Abstract

Evolutionary relationships between prodomains in the TGF-β family have gone unanalyzed due to a perceived lack of conservation. We developed a novel approach, identified these relationships, and suggest hypotheses for new regulatory mechanisms in TGF-β signaling. First, a quantitative analysis placed each family member from flies, mice, and nematodes into the Activin, BMP, or TGF-β subfamily. Second, we defined the prodomain and ligand via the consensus cleavage site. Third, we generated alignments and trees from the prodomain, ligand, and full-length sequences independently for each subfamily. Prodomain alignments revealed that six structural features of 17 are well conserved: three in the straitjacket and three in the arm.

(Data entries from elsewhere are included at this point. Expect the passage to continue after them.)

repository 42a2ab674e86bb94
#![recursion_limit = "256"]
pub mod browser;
pub mod components;
pub mod pages;

use leptos::prelude::*;
use leptos_meta::*;
use leptos_router::components::{Route, Router, Routes};
use leptos_router::path;

use pages::{AdminDashboardPage, AdminLoginPage, DeckPage};

#[component]
pub fn App() -> impl IntoView {
    provide_meta_context();

    view! {
        <Title text="Garva - Skämt att svepa"/>
        <Meta name="description" content="Svep igenom skämt och rösta på dina favoriter"/>
        <Stylesheet id="leptos" href="/pkg/garva.css"/>

        <Router>
            <main class="container">
                <Routes fallback=|| "Sidan hittades inte">
                    <Route path=path!("/") view=DeckPage/>
                    <Route path=path!("/admin") view=AdminLoginPage/>
                    <Route path=path!("/admin/dashboard") view=AdminDashboardPage/>
                </Routes>
            </main>
        </Router>
    }
}

#[cfg(feature = "hydrate")]
#[wasm_bindgen::prelude::wasm_bindgen]
pub fn hydrate() {
    console_error_panic_hook::set_once();
    leptos::mount::hydrate_body(App);
}
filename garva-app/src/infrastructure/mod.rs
pub mod auth;
pub mod db;
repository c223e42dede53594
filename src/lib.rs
pub mod commands;
pub mod config;
pub mod errors;
pub mod security;
pub mod uploader;
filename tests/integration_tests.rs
use httpmock::prelude::*;
use serde_json::json;
use std::fs::File;
use std::path::Path;
use tokio_util::sync::CancellationToken;

use chat_file_uploader::{
    commands::{upload_document, UploadRequest, UploadTarget},
    config::Config,
    errors::AppError,
    uploader::RecordingProgressSink,
};

/// Integration tests for the upload pipeline
/// These run selection, folder resolution and dispatch against a mock bridge

fn config_for(server: &MockServer, platform: &str) -> Config {
    let mut config = Config::default();
    config.platform.platform_type = platform.to_string();
    config.platform.http_host = server.host();
    config.platform.http_port = server.port();
    config.platform.api_token = "secret".to_string();
    config
}

fn write_files(dir: &Path, names: &[&str]) {
    for name in names {
        File::create(dir.join(name)).expect("Failed to create test file");
    }
}

fn group_request(dir: &Path, folder: &str) -> UploadRequest {
    UploadRequest::new(
        UploadTarget::Group {
            group_id: "1001".to_string(),
        },
        dir,
        "manual",
    )
    .with_folder(folder)
}

#[tokio::test]
async fn test_group_upload_into_existing_folder() {
    let server = MockServer::start_async().await;
    let listing = server
        .mock_async(|when, then| {
            when.method(POST)
                .path("/get_group_root_files")
                .header("Authorization", "Bearer secret");
            then.status(200).json_body(json!({
                "status": "ok",
                "data": {"folders": [{"folder_id": "/manuals-id", "folder_name": "Manuals"}], "files": []}
            }));
        })
        .await;
    let create = server
        .mock_async(|when, then| {
            when.method(POST).path("/create_group_file_folder");
            then.status(200).json_body(json!({"status": "ok", "data": {"folder_id": "/dup"}}));
        })
        .await;
    let upload = server
        .mock_async(|when, then| {
            when.method(POST)
                .path("/upload_group_file")
                .header("Authorization", "Bearer secret")
                .json_body_partial(r#"{"group_id": "1001", "folder_id": "/manuals-id"}"#);
            then.status(200).json_body(json!({"status": "ok", "data": {"file_id": "x"}}));
        })
        .await;

    let dir = tempfile::tempdir().unwrap();
    write_files(
        dir.path(),
        &["manual.pdf", "manual part 2.pdf", "manual part 10.pdf", "manualx.pdf"],
    );

    let sink = RecordingProgressSink::default();
    let summary = upload_document(
        &config_for(&server, "napcat"),
        &group_request(dir.path(), "Manuals"),
        &sink,
        CancellationToken::new(),
    )
    .await
    .expect("Upload should produce a summary");

    listing.assert_async().await;
    assert_eq!(create.hits_async().await, 0);
    upload.assert_hits_async(3).await;

    assert_eq!(summary.total, 3);
    assert_eq!(summary.success_count, 3);
    assert_eq!(summary.failed_count, 0);
    assert_eq!(sink.messages(), vec!["Sending manual, please wait..."]);

    let finished: Vec<String> = sink.finished().into_iter().map(|(name, _)| name).collect();
    assert_eq!(
        finished,
        vec!["manual.pdf", "manual part 2.pdf", "manual part 10.pdf"]
    );
}

#[tokio::test]
async fn test_folder_created_without_id_falls_back_to_root() {
    let server = MockServer::start_async().await;
    let listing = server
        .mock_async(|when, then| {
            when.method(POST).path("/get_group_root_files");
            then.status(200)
                .json_body(json!({"status": "ok", "data": {"folders": [], "files": []}}));
        })
        .await;
    let create = server
        .mock_async(|when, then| {
            when.method(POST)
                .path("/create_group_file_folder")
                .json_body(json!({"group_id": "1001", "name": "Manuals", "parent_id": "/"}));
            then.status(200).json_body(json!({"status": "ok", "data": {}}));
        })
        .await;
    let upload = server
        .mock_async(|when, then| {
            when.method(POST)
                .path("/upload_group_file")
                .json_body_partial(r#"{"folder_id": "/"}"#);
            then.status(200).json_body(json!({"status": "ok", "data": null}));
        })
        .await;

    let dir = tempfile::tempdir().unwrap();
    write_files(dir.path(), &["manual.pdf"]);

    let summary = upload_document(
        &config_for(&server, "lagrange"),
        &group_request(dir.path(), "Manuals"),
        &RecordingProgressSink::default(),
        CancellationToken::new(),
    )
    .await
    .expect("Root fallback should not fail the upload");

    listing.assert_hits_async(2).await;
    create.assert_async().await;
    upload.assert_async().await;
    assert_eq!(summary.success_count, 1);
}

#[tokio::test]
async fn test_strict_resolution_reports_unresolved_folder() {
    let server = MockServer::start_async().await;
    server
        .mock_async(|when, then| {
            when.method(POST).path("/get_group_root_files");
            then.status(200)
                .json_body(json!({"status": "ok", "data": {"folders": [], "files": []}}));
        })
        .await;
    server
        .mock_async(|when, then| {
            when.method(POST).path("/create_group_file_folder");
            then.status(200).json_body(json!({"status": "ok", "data": null}));
        })
        .await;
    let upload = server
        .mock_async(|when, then| {
            when.method(POST).path("/upload_group_file");
            then.status(200).json_body(json!({"status": "ok", "data": null}));
        })
        .await;

    let dir = tempfile::tempdir().unwrap();
    write_files(dir.path(), &["manual.pdf"]);

    let mut config = config_for(&server, "llonebot");
    config.upload.strict_folder_resolution = true;

    let result = upload_document(
        &config,
        &group_request(dir.path(), "Manuals"),
        &RecordingProgressSink::default(),
        CancellationToken::new(),
    )
    .await;

    assert!(matches!(result, Err(AppError::FolderUnresolved { .. })));
    assert_eq!(upload.hits_async().await, 0);
}

#[tokio::test]
async fn test_no_matching_files_makes_no_requests() {
    let server = MockServer::start_async().await;
    let any_call = server
        .mock_async(|when, then| {
            when.method(POST);
            then.status(200).json_body(json!({"status": "ok", "data": null}));
        })
        .await;

    let dir = tempfile::tempdir().unwrap();
    write_files(dir.path(), &["manualx.pdf", "manual part x.pdf"]);

    let result = upload_document(
        &config_for(&server, "napcat"),
        &group_request(dir.path(), "Manuals"),
        &RecordingProgressSink::default(),
        CancellationToken::new(),
    )
    .await;

    match result {
        Err(error @ AppError::NoMatchingFiles { .. }) => assert!(error.is_fatal()),
        other => panic!("Expected NoMatchingFiles, got {:?}", other),
    }
    assert_eq!(any_call.hits_async().await, 0);
}

#[tokio::test]
async fn test_unknown_platform_fails_before_any_request() {
    let server = MockServer::start_async().await;
    let any_call = server
        .mock_async(|when, then| {
            when.method(POST);
            then.status(200).json_body(json!({"status": "ok", "data": null}));
        })
        .await;

    let dir = tempfile::tempdir().unwrap();
    write_files(dir.path(), &["manual.pdf"]);

    let result = upload_document(
        &config_for(&server, "go-cqhttp"),
        &group_request(dir.path(), "Manuals"),
        &RecordingProgressSink::default(),
        CancellationToken::new(),
    )
    .await;

    let error = result.expect_err("Unknown platform must be rejected");
    assert!(error.is_configuration_error());
    assert_eq!(any_call.hits_async().await, 0);
}

#[tokio::test]
async fn test_private_upload_with_partial_failure() {
    let server = MockServer::start_async().await;
    server
        .mock_async(|when, then| {
            when.method(POST)
                .path("/upload_private_file")
                .json_body_partial(r#"{"user_id": "42", "name": "manual part 2.pdf"}"#);
            then.status(503).body("busy");
        })
        .await;
    let ok = server
        .mock_async(|when, then| {
            when.method(POST)
                .path("/upload_private_file")
                .json_body_partial(r#"{"user_id": "42", "name": "manual.pdf"}"#);
            then.status(200).json_body(json!({"status": "ok", "data": {"file_id": "a"}}));
        })
        .await;

    let dir = tempfile::tempdir().unwrap();
    write_files(dir.path(), &["manual.pdf", "manual part 2.pdf"]);

    let request = UploadRequest::new(
        UploadTarget::Private {
            user_id: "42".to_string(),
        },
        dir.path(),
        "manual",
    );

    let summary = upload_document(
        &config_for(&server, "napcat"),
        &request,
        &RecordingProgressSink::default(),
        CancellationToken::new(),
    )
    .await
    .expect("Per-file failures must not fail the run");

    ok.assert_async().await;
    assert_eq!(summary.total, 2);
    assert_eq!(summary.success_count, 1);
    assert_eq!(summary.failed_count, 1);
    assert_eq!(summary.successes, vec![json!({"file_id": "a"})]);
    assert!(summary.errors[0].contains("manual part 2.pdf"));
    assert!(summary.errors[0].contains("503"));
}

#[tokio::test]
async fn test_numeric_folder_ids_do_not_break_resolution() {
    let server = MockServer::start_async().await;
    server
        .mock_async(|when, then| {
            when.method(POST).path("/get_group_root_files");
            then.status(200).json_body(json!({
                "status": "ok",
                "data": {
                    "folders": [
                        {"folder_id": 77, "folder_name": "Other"},
                        {"folder_id": "/abc", "folder_name": "Manuals"}
                    ],
                    "files": []
                }
            }));
        })
        .await;
    let create = server
        .mock_async(|when, then| {
            when.method(POST).path("/create_group_file_folder");
            then.status(200).json_body(json!({"status": "ok", "data": null}));
        })
        .await;
    let upload = server
        .mock_async(|when, then| {
            when.method(POST)
                .path("/upload_group_file")
                .json_body_partial(r#"{"folder_id": "/abc"}"#);
            then.status(200).json_body(json!({"status": "ok", "data": null}));
        })
        .await;

    let dir = tempfile::tempdir().unwrap();
    write_files(dir.path(), &["manual.pdf"]);

    let summary = upload_document(
        &config_for(&server, "napcat"),
        &group_request(dir.path(), "Manuals"),
        &RecordingProgressSink::default(),
        CancellationToken::new(),
    )
    .await
    .expect("A numeric id on another folder must not fail resolution");

    assert_eq!(create.hits_async().await, 0);
    upload.assert_async().await;
    assert_eq!(summary.success_count, 1);
}

#[tokio::test]
async fn test_folder_name_with_punctuation_is_resolved() {
    let server = MockServer::start_async().await;
    server
        .mock_async(|when, then| {
            when.method(POST).path("/get_group_root_files");
            then.status(200).json_body(json!({
                "status": "ok",
                "data": {"folders": [{"folder_id": "/qa", "folder_name": "Q&A: 2024"}]}
            }));
        })
        .await;
    let upload = server
        .mock_async(|when, then| {
            when.method(POST)
                .path("/upload_group_file")
                .json_body_partial(r#"{"folder_id": "/qa", "name": "Vol.. 2.pdf"}"#);
            then.status(200).json_body(json!({"status": "ok", "data": null}));
        })
        .await;

    let dir = tempfile::tempdir().unwrap();
    write_files(dir.path(), &["Vol.. 2.pdf"]);

    let request = UploadRequest::new(
        UploadTarget::Group {
            group_id: "1001".to_string(),
        },
        dir.path(),
        "Vol.. 2",
    )
    .with_folder("Q&A: 2024");

    let summary = upload_document(
        &config_for(&server, "napcat"),
        &request,
        &RecordingProgressSink::default(),
        CancellationToken::new(),
    )
    .await
    .expect("Punctuation in names is not a validation error");

    upload.assert_async().await;
    assert_eq!(summary.success_count, 1);
}
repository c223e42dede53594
use regex::Regex;
use std::path::Path;

use crate::commands::{UploadRequest, UploadTarget};
use crate::errors::{AppError, AppResult};

pub struct InputValidator;

impl InputValidator {
    pub fn validate_document_name(name: &str) -> AppResult<()> {
        if name.trim().is_empty() {
            return Err(AppError::validation("name", "Document name cannot be empty"));
        }

        if name.chars().count() > 200 {
            return Err(AppError::validation("name", "Document name too long (max 200 characters)"));
        }

        // The name is matched against entries of one directory only
        if name.contains('/') || name.contains('\\') || name == ".." {
            return Err(AppError::validation("name", "Document name must not contain path components"));
        }

        if name.chars().any(char::is_control) {
            return Err(AppError::validation("name", "Document name contains invalid characters"));
        }

        Ok(())
    }

    pub fn validate_folder_name(folder_name: &str) -> AppResult<()> {
        if folder_name == "/" {
            return Ok(());
        }

        let trimmed = folder_name.trim();
        if trimmed.is_empty() {
            return Err(AppError::validation("folder_name", "Folder name cannot be empty"));
        }

        if trimmed != folder_name {
            return Err(AppError::validation("folder_name", "Folder name has surrounding whitespace"));
        }

        // Group folders live on the chat platform, not on a local filesystem
        if folder_name.chars().any(char::is_control) {
            return Err(AppError::validation("folder_name", "Folder name contains invalid characters"));
        }

        Ok(())
    }

    pub fn validate_target_id(field: &str, id: &str) -> AppResult<()> {
        let numeric = Regex::new(r"^\d{1,20}$").map_err(|e| AppError::Internal(e.to_string()))?;
        if !numeric.is_match(id) {
            return Err(AppError::validation(field, "Must be a numeric id"));
        }

        Ok(())
    }

    pub fn validate_upload_directory(directory: &Path) -> AppResult<()> {
        if !directory.exists() {
            return Err(AppError::validation(
                "directory",
                &format!("{} does not exist", directory.display()),
            ));
        }

        if !directory.is_dir() {
            return Err(AppError::validation(
                "directory",
                &format!("{} is not a directory", directory.display()),
            ));
        }

        Ok(())
    }

    pub fn validate_upload_request(request: &UploadRequest) -> AppResult<()> {
        match &request.target {
            UploadTarget::Private { user_id } => Self::validate_target_id("user_id", user_id)?,
            UploadTarget::Group { group_id } => {
                Self::validate_target_id("group_id", group_id)?;
                Self::validate_folder_name(&request.folder_name)?;
            }
        }

        Self::validate_document_name(&request.name)?;
        Self::validate_upload_directory(&request.directory)?;

        Ok(())
    }
}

Alignments also revealed unexpected cysteine conservation in the “LTBP-Association region” upstream of the straitjacket and in β8 of the bowtie in 14 proteins from all three subfamilies. In prodomain trees, eight clusters across all three subfamilies were present that were not seen in the ligand or full-length trees, suggesting prodomain-mediated cross-subfamily heterodimerization. Consistency between cysteine conservation and prodomain clustering provides support for heterodimerization predictions. Overall, our analysis suggests that cross-subfamily interactions are more common than currently appreciated and our predictions generate numerous testable hypotheses about TGF-β function and evolution.